Von einem marktwirtschaftlichen Blick auf das Kino berichtet auch Züleyha Azman, Marketing Director des Kino Rotterdam: In ihrem Programmkino in der Rotterdamer Innenstadt lassen sich nicht nur Filme, sondern auch ein thematisch angepasstes kulinarisches Angebot (zum Beispiel der „Gladiator Burger“) konsumieren. Nach dem Tod von David Lynch hat das Kino Rotterdam (wie viele andere Kinos weltweit) eine Lynch-Themenwoche gestartet inklusive „Directed by David Lynch“-Aufkleber am Toilettenspiegel, da dort, wie Azman betont, besonders gerne Selfies gemacht werden. Das Kino Rotterdam scheint perfektioniert zu haben, was so viel – und vorwiegend junges – Publikum sowohl zu Neuveröffentlichungen wie auch zu Klassikern ins Kino treibt: Das Schauen eines Films ist eingebettet in eine soziale Erfahrung mit Event-Charakter, die zudem durch die materielle Kontextualisierung zur Kreierung eines Kults beiträgt (David-Lynch-Selfie, David-Lynch-Sticker, David-Lynch-Donut). Die sehr engagiert wirkende Azman ist kaum außer Atem nach ihrer Präsentation, von der sie sogar ein paar Slides mit noch weiteren von ihr gestarteten Initiativen und Programmlinien überspringen muss, um den zeitlichen Rahmen des sowieso länger als geplant dauernden ersten Blocks der Konferenz nicht völlig zu sprengen. 

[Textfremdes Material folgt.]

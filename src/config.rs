use serde::{Deserialize, Serialize};
use std::path::PathBuf;

/// Main engine configuration
#[derive(Debug, Clone, Serialize, Deserialize)]
pub struct Config {
    /// Feature extraction configuration
    pub features: FeatureConfig,

    /// Model training configuration
    pub training: TrainingConfig,

    /// Health scoring configuration
    pub scoring: ScoringConfig,

    /// Technician matching configuration
    pub matcher: MatcherConfig,

    /// State backend configuration
    pub state: StateConfig,

    /// Retraining scheduler configuration
    pub scheduler: SchedulerConfig,

    /// Observability configuration
    pub observability: ObservabilityConfig,
}

impl Config {
    /// Load configuration from file and environment
    pub fn load() -> Result<Self, config::ConfigError> {
        let config_path =
            std::env::var("CONFIG_PATH").unwrap_or_else(|_| "config/default.toml".to_string());

        config::Config::builder()
            // Start with default values
            .add_source(config::File::from_str(
                include_str!("../config/default.toml"),
                config::FileFormat::Toml,
            ))
            // Override with config file if it exists
            .add_source(config::File::with_name(&config_path).required(false))
            // Override with environment variables (prefix: PM_ENGINE_)
            .add_source(
                config::Environment::with_prefix("PM_ENGINE")
                    .separator("__")
                    .try_parsing(true),
            )
            .build()?
            .try_deserialize()
    }
}

#[derive(Debug, Clone, Serialize, Deserialize)]
pub struct FeatureConfig {
    /// Sliding window over recent readings (hours)
    #[serde(default = "default_window_hours")]
    pub window_hours: u64,

    /// Minimum readings required before features are computed
    #[serde(default = "default_min_readings")]
    pub min_readings: usize,
}

impl Default for FeatureConfig {
    fn default() -> Self {
        Self {
            window_hours: default_window_hours(),
            min_readings: default_min_readings(),
        }
    }
}

#[derive(Debug, Clone, Serialize, Deserialize)]
pub struct TrainingConfig {
    /// Base seed for reproducible training runs
    #[serde(default = "default_seed")]
    pub seed: u64,

    /// Minimum labeled examples required to train
    #[serde(default = "default_min_training_examples")]
    pub min_training_examples: usize,

    /// Label horizon: a corrective visit within this many hours marks a failure
    #[serde(default = "default_label_horizon_hours")]
    pub label_horizon_hours: u64,

    /// How far back training data is gathered (days)
    #[serde(default = "default_lookback_days")]
    pub lookback_days: u64,

    /// Anomaly detector settings
    #[serde(default)]
    pub anomaly: AnomalyConfig,

    /// Failure predictor settings
    #[serde(default)]
    pub failure: FailureConfig,
}

impl Default for TrainingConfig {
    fn default() -> Self {
        Self {
            seed: default_seed(),
            min_training_examples: default_min_training_examples(),
            label_horizon_hours: default_label_horizon_hours(),
            lookback_days: default_lookback_days(),
            anomaly: AnomalyConfig::default(),
            failure: FailureConfig::default(),
        }
    }
}

#[derive(Debug, Clone, Serialize, Deserialize)]
pub struct AnomalyConfig {
    /// Number of isolation trees
    #[serde(default = "default_n_trees")]
    pub n_trees: usize,

    /// Subsample size per tree
    #[serde(default = "default_subsample_size")]
    pub subsample_size: usize,

    /// Decision threshold on the normalized score
    #[serde(default = "default_anomaly_threshold")]
    pub threshold: f64,
}

impl Default for AnomalyConfig {
    fn default() -> Self {
        Self {
            n_trees: default_n_trees(),
            subsample_size: default_subsample_size(),
            threshold: default_anomaly_threshold(),
        }
    }
}

#[derive(Debug, Clone, Serialize, Deserialize)]
pub struct FailureConfig {
    /// Number of bagged decision trees
    #[serde(default = "default_n_trees")]
    pub n_trees: usize,

    /// Maximum tree depth
    #[serde(default = "default_max_depth")]
    pub max_depth: u16,

    /// Minimum probability before a time-to-failure estimate is reported
    #[serde(default = "default_ttf_threshold")]
    pub ttf_report_threshold: f64,
}

impl Default for FailureConfig {
    fn default() -> Self {
        Self {
            n_trees: default_n_trees(),
            max_depth: default_max_depth(),
            ttf_report_threshold: default_ttf_threshold(),
        }
    }
}

#[derive(Debug, Clone, Serialize, Deserialize)]
pub struct ScoringConfig {
    /// Component weights for the health composite
    #[serde(default)]
    pub weights: HealthWeights,

    /// Score breakpoints separating the health bands
    #[serde(default)]
    pub breakpoints: TierBreakpoints,
}

impl Default for ScoringConfig {
    fn default() -> Self {
        Self {
            weights: HealthWeights::default(),
            breakpoints: TierBreakpoints::default(),
        }
    }
}

#[derive(Debug, Clone, Serialize, Deserialize)]
pub struct HealthWeights {
    #[serde(default = "default_failure_weight")]
    pub failure: f64,

    #[serde(default = "default_anomaly_weight")]
    pub anomaly: f64,

    #[serde(default = "default_criticality_weight")]
    pub criticality: f64,
}

impl Default for HealthWeights {
    fn default() -> Self {
        Self {
            failure: default_failure_weight(),
            anomaly: default_anomaly_weight(),
            criticality: default_criticality_weight(),
        }
    }
}

/// Risk-score breakpoints separating the tiers; risk below `medium` is low
#[derive(Debug, Clone, Serialize, Deserialize)]
pub struct TierBreakpoints {
    /// At or above this risk the tier is at least medium
    #[serde(default = "default_medium_breakpoint")]
    pub medium: f64,

    /// At or above this risk the tier is at least high
    #[serde(default = "default_high_breakpoint")]
    pub high: f64,

    /// At or above this risk the tier is critical
    #[serde(default = "default_critical_breakpoint")]
    pub critical: f64,
}

impl Default for TierBreakpoints {
    fn default() -> Self {
        Self {
            medium: default_medium_breakpoint(),
            high: default_high_breakpoint(),
            critical: default_critical_breakpoint(),
        }
    }
}

#[derive(Debug, Clone, Serialize, Deserialize)]
pub struct MatcherConfig {
    /// Component weights for candidate ranking
    #[serde(default)]
    pub weights: MatcherWeights,

    /// Credit granted for an adjacent (related) specialty
    #[serde(default = "default_partial_credit")]
    pub partial_specialty_credit: f64,

    /// Years of experience at which the experience component saturates
    #[serde(default = "default_experience_cap")]
    pub experience_cap_years: u32,

    /// Bounded retries for optimistic workload updates
    #[serde(default = "default_assignment_retries")]
    pub assignment_retry_limit: u32,
}

impl Default for MatcherConfig {
    fn default() -> Self {
        Self {
            weights: MatcherWeights::default(),
            partial_specialty_credit: default_partial_credit(),
            experience_cap_years: default_experience_cap(),
            assignment_retry_limit: default_assignment_retries(),
        }
    }
}

#[derive(Debug, Clone, Serialize, Deserialize)]
pub struct MatcherWeights {
    #[serde(default = "default_specialty_weight")]
    pub specialty: f64,

    #[serde(default = "default_workload_weight")]
    pub workload: f64,

    #[serde(default = "default_experience_weight")]
    pub experience: f64,

    #[serde(default = "default_location_weight")]
    pub location: f64,
}

impl Default for MatcherWeights {
    fn default() -> Self {
        Self {
            specialty: default_specialty_weight(),
            workload: default_workload_weight(),
            experience: default_experience_weight(),
            location: default_location_weight(),
        }
    }
}

#[derive(Debug, Clone, Serialize, Deserialize)]
pub struct StateConfig {
    /// State backend type
    #[serde(default)]
    pub backend: StateBackend,

    /// Path for the embedded database
    pub path: Option<PathBuf>,
}

#[derive(Debug, Clone, Serialize, Deserialize, Default, PartialEq)]
#[serde(rename_all = "snake_case")]
pub enum StateBackend {
    #[default]
    Memory,
    Sled,
}

#[derive(Debug, Clone, Serialize, Deserialize)]
pub struct SchedulerConfig {
    /// Enable periodic retraining
    #[serde(default = "default_true")]
    pub enabled: bool,

    /// Cron expression for the retraining job
    #[serde(default = "default_retrain_cron")]
    pub retrain_cron: String,
}

impl Default for SchedulerConfig {
    fn default() -> Self {
        Self {
            enabled: default_true(),
            retrain_cron: default_retrain_cron(),
        }
    }
}

#[derive(Debug, Clone, Serialize, Deserialize)]
pub struct ObservabilityConfig {
    /// Log level
    #[serde(default = "default_log_level")]
    pub log_level: String,

    /// Enable JSON logging
    #[serde(default)]
    pub json_logs: bool,

    /// Service name
    #[serde(default = "default_service_name")]
    pub service_name: String,
}

impl Default for ObservabilityConfig {
    fn default() -> Self {
        Self {
            log_level: default_log_level(),
            json_logs: false,
            service_name: default_service_name(),
        }
    }
}

// Default value functions
fn default_window_hours() -> u64 {
    24
}

fn default_min_readings() -> usize {
    5
}

fn default_seed() -> u64 {
    42
}

fn default_min_training_examples() -> usize {
    100
}

fn default_label_horizon_hours() -> u64 {
    168 // 7 days
}

fn default_lookback_days() -> u64 {
    180
}

fn default_n_trees() -> usize {
    100
}

fn default_subsample_size() -> usize {
    256
}

fn default_anomaly_threshold() -> f64 {
    0.6
}

fn default_max_depth() -> u16 {
    10
}

fn default_ttf_threshold() -> f64 {
    0.5
}

fn default_failure_weight() -> f64 {
    0.5
}

fn default_anomaly_weight() -> f64 {
    0.3
}

fn default_criticality_weight() -> f64 {
    0.2
}

fn default_medium_breakpoint() -> f64 {
    0.3
}

fn default_high_breakpoint() -> f64 {
    0.55
}

fn default_critical_breakpoint() -> f64 {
    0.8
}

fn default_specialty_weight() -> f64 {
    0.4
}

fn default_experience_weight() -> f64 {
    0.2
}

fn default_workload_weight() -> f64 {
    0.3
}

fn default_location_weight() -> f64 {
    0.1
}

fn default_partial_credit() -> f64 {
    0.5
}

fn default_experience_cap() -> u32 {
    10
}

fn default_assignment_retries() -> u32 {
    3
}

fn default_retrain_cron() -> String {
    "0 0 3 * * *".to_string()
}

fn default_log_level() -> String {
    "info".to_string()
}

fn default_service_name() -> String {
    "predictive-maintenance-engine".to_string()
}

fn default_true() -> bool {
    true
}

Tricia Tuttle und Christian Bräuer © AG Kino – Gilde e.V. 2024

Den Abschluss der Tagung macht Cannes-Leiter Thierry Frémaux in einem Gespräch, das Ute Soldierer mehrfach zu organisieren versucht, doch gegen die ausufernden Antworten Frémaux nur bedingt ankommt. Dieser wirkt vor dem Hintergrund der zuvor gehörten, äußerst proaktiven Redner*innen fast ein wenig anachronistisch. Mit mehrfachen Verweisen auf die Lumière-Brüder und dem Statement „The future of cinema must be fed by the past“ macht Frémaux klar, dass er Kino als traditionsreiches Medium versteht, das sich stets aus seiner Historisierung aktualisiert. Während Azman, Larkin & Co. diesem Punkt wahrscheinlich gar nicht widersprechen würden – so ging es auch in den vorherigen Panels immer wieder um die Integration von Klassikern und Retrospektiven in den Programmen –, scheint Frémaux’ Aversion gegenüber der Vermarktung von Filmen in sozialen Medien und dem für Lacher sorgenden Wunsch, Popcorn solle doch bitte in Amerika bleiben, in französischen Kinos habe das nichts verloren, den vorherigen Beiträgen sehr entgegengestellt.

Thierry Frémaux im Gespräch mit Ute Soldierer © AG Kino – Gilde e.V. 2024

Weit über der Zeit und mit zwar erschöpften, aber trotzdem zufriedenen Gesichtern verabschieden Bräuer und seine Vorstandskolleg*innen das Publikum und laden zum gemeinsamen Ausklang ein. Zwischen all den Vorträgen und Diskussionen lässt sich trotz der Diversität und den ebenfalls nicht fehlenden Kontroversen eine Quintessenz der dritten Cinema Vision 2030 Konferenz herausziehen. Das Kino ist nicht tot, im Gegenteil: es erfüllt die Nachfrage eines jungen, ökonomisch aufstrebenden und größer werdenden Publikums nach immateriellen Erlebnissen, die auf sozialer, kultureller und gastronomischer Ebene befriedigen sollen. In Zeiten von völliger materieller Übersättigung sind es gerade Events wie ein Harry-Potter-Marathon, eine Wong-Kar-Wai-Themenwoche oder eine Barbie-Premiere komplett in Pink, die das Publikum von ihren gemütlichen Couches weglocken. Während man vermutlich bereits einen kleinen Grabstein für das lineare Fernsehen aufstellen kann, dessen Untergang gegenüber Video-on-Demand und Streaming nicht mehr aufzuhalten ist, wird das Kino noch eine ganze Weile überleben. Und zwar mindestens so lange, wie es genügend enthusiastische Cinephiles gibt, die sich mit immer neuen Ideen und Visionen an die Rettung des Kinos im 21. Jahrhundert machen. Dafür nehmen wir sogar Popcorn in französischen Kinos in Kauf – pardon, Thierry.